── Data listing
#![no_main]

//! Arbitrary bytes through the in-memory conversion path.
//! Must return an error, never panic, for anything that is not a valid image.

use arbitrary::Arbitrary;
use lazy_batch::engine::convert_bytes;
use lazy_batch::{ConversionOptions, OutputFormat};
use libfuzzer_sys::fuzz_target;

#[derive(Arbitrary, Debug)]
struct Input {
    data: Vec<u8>,
    format_byte: u8,
    quality: u8,
    preserve_metadata: bool,
}

fn format_from_byte(b: u8) -> OutputFormat {
    match b % 3 {
        0 => OutputFormat::Jpeg,
        1 => OutputFormat::Png,
        _ => OutputFormat::WebP,
    }
}

fuzz_target!(|input: Input| {
    if input.data.is_empty() {
        return;
    }
    let options = ConversionOptions {
        format: format_from_byte(input.format_byte),
        quality: input.quality.min(100),
        preserve_metadata: input.preserve_metadata,
        retire_source: false,
    };
    let _ = convert_bytes(&input.data, &options, "fuzz");
});
// lib.rs
//
// lazy-batch: a batch image-conversion engine
//
// Design goals:
// - Bounded memory regardless of how many files are discovered
// - Exactly one recorded result per submitted task
// - Pause, resume and cooperative stop at any time
// - One bad file never halts the batch

pub mod config;
pub mod engine;
pub mod error;
pub mod task;

pub use config::{AdvancePolicy, BatchConfig, PoolConfig};
pub use engine::{
    BatchManager, BatchTotals, Converted, Converter, DestinationPlanner, Discovery, EventBuffer,
    EventSink, ExtensionScanner, ImageConverter, Job, JobId, JobSpec, JobStatus, NullSink,
    PoolController, PoolState, ScanSummary, SourceRetirer, StatsSnapshot, StopReport, TrashDir,
};
pub use error::{BatchError, ErrorCategory, PushError, Result};
pub use task::{
    ConversionOptions, FailureKind, Outcome, OutputFormat, Task, TaskId, TaskResult,
};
────
*Task brief:*
A line counts if it holds the word "ConversionOptions". Work out how many lines in the listing count, and give only that number.

*Result below:*
3